Work instruction:
Report how many lines in the records below hold the word "TenantContext". Add nothing to the number.

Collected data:
+---+

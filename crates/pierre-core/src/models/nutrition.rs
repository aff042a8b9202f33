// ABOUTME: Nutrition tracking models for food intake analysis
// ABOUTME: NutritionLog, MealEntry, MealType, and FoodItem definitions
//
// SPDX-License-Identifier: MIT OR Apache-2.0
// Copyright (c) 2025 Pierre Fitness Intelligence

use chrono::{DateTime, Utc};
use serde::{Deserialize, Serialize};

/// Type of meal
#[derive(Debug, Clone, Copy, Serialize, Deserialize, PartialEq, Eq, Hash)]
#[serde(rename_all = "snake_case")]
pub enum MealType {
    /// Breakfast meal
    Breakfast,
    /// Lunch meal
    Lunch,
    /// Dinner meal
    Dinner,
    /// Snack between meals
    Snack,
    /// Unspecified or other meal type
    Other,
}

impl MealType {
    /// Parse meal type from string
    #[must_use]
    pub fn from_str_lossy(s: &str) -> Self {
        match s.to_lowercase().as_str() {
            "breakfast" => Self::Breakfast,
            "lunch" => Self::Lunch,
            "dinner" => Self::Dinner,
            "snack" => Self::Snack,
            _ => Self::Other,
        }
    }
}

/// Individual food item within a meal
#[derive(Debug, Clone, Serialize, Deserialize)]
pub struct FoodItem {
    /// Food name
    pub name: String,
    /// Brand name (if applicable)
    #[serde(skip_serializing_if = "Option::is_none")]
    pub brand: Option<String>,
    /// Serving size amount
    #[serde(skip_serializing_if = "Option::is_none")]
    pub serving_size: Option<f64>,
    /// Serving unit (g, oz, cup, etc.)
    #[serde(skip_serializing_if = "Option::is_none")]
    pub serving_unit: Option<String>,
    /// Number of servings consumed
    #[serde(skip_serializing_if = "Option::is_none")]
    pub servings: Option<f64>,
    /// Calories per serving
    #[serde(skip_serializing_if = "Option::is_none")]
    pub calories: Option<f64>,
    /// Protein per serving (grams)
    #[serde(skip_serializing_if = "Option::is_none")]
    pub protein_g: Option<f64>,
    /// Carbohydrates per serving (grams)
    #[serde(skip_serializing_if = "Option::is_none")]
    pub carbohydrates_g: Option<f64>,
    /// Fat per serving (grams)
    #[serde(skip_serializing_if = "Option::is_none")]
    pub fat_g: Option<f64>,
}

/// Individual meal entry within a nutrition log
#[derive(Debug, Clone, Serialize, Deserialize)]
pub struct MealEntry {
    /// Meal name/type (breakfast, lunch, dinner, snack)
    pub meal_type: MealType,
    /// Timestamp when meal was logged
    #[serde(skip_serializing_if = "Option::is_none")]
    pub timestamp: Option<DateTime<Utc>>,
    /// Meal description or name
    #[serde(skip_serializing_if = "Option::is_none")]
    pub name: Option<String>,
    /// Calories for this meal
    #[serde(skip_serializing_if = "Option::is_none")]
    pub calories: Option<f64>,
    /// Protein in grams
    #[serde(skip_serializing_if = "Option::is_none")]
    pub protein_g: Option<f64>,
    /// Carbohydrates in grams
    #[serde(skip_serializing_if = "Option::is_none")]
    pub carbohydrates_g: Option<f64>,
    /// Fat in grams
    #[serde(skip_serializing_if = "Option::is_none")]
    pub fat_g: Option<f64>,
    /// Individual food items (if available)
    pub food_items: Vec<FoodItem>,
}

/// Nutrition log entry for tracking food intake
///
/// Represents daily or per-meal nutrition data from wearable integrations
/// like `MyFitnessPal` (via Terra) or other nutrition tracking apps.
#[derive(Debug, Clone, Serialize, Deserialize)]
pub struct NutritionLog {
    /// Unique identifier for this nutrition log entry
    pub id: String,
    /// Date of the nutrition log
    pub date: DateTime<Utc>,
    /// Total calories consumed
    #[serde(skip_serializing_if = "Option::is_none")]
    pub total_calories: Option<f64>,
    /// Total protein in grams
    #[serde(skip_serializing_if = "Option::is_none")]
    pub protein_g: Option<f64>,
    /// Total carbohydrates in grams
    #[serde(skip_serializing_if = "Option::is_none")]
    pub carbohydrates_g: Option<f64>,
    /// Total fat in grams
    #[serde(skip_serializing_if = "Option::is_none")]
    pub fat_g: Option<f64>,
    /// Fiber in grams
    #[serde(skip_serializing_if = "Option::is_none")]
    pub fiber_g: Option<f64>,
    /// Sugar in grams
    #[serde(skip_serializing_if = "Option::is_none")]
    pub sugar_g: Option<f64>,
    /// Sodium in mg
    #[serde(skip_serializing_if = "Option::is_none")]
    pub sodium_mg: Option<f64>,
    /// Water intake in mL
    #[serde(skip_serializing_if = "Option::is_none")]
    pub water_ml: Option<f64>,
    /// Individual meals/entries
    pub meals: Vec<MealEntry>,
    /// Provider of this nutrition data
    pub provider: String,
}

+---+

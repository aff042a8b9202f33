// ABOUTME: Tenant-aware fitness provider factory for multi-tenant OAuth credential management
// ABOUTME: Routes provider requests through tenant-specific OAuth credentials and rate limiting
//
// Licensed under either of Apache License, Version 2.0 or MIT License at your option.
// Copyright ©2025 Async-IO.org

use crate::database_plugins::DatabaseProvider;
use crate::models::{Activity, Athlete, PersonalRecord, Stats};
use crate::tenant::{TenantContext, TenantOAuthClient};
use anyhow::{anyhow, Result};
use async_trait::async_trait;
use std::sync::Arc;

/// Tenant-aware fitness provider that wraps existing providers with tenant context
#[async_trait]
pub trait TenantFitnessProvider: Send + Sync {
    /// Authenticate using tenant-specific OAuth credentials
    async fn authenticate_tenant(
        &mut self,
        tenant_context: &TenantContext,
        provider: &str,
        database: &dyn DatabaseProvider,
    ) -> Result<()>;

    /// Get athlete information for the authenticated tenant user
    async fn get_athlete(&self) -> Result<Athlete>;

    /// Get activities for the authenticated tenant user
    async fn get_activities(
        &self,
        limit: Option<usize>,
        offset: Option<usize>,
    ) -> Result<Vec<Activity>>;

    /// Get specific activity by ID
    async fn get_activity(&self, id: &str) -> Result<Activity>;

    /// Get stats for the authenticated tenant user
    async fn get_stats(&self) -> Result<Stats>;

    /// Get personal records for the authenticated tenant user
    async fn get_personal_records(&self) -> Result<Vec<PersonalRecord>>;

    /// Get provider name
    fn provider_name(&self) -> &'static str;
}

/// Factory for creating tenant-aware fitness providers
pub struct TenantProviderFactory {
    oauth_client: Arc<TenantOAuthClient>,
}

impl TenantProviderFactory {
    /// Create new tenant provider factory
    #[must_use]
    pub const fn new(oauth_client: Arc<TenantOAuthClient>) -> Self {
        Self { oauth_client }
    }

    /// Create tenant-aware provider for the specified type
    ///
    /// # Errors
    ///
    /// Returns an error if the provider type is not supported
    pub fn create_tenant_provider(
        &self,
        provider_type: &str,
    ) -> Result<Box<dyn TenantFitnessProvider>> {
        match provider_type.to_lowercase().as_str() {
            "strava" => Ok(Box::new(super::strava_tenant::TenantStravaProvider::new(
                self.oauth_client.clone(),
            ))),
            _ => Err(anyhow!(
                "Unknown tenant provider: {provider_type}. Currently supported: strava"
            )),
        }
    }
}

+---+

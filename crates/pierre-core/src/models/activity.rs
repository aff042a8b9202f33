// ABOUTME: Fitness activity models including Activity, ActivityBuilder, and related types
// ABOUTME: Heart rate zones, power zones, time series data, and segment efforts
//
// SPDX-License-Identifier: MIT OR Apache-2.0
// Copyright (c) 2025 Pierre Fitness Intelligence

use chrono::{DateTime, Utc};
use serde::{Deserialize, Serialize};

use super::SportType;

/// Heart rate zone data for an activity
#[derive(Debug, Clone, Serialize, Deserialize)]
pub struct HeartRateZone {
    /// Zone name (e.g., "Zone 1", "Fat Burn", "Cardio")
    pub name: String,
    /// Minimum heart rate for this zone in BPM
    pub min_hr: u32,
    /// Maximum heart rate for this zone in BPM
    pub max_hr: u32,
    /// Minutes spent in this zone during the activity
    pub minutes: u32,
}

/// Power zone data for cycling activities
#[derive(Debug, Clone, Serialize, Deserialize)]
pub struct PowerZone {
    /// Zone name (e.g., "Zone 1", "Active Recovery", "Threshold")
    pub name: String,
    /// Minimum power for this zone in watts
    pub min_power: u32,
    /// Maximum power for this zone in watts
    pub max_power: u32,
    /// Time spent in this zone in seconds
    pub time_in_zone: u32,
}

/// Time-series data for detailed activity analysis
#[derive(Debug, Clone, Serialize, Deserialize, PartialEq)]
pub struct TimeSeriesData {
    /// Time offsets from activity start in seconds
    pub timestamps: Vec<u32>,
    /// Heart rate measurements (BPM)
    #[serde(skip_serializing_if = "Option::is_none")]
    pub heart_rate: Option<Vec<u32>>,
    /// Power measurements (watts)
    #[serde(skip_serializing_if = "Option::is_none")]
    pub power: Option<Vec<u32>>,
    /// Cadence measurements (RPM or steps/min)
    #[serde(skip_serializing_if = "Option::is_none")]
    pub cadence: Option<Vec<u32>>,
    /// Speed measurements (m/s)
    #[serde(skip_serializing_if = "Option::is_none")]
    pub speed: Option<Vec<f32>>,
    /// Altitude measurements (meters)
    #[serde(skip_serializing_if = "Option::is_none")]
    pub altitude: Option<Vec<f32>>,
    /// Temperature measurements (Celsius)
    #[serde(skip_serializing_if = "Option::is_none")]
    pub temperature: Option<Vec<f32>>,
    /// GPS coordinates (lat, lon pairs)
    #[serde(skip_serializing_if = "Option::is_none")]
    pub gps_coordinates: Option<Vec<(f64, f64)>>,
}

+---+

Exercise solution:
2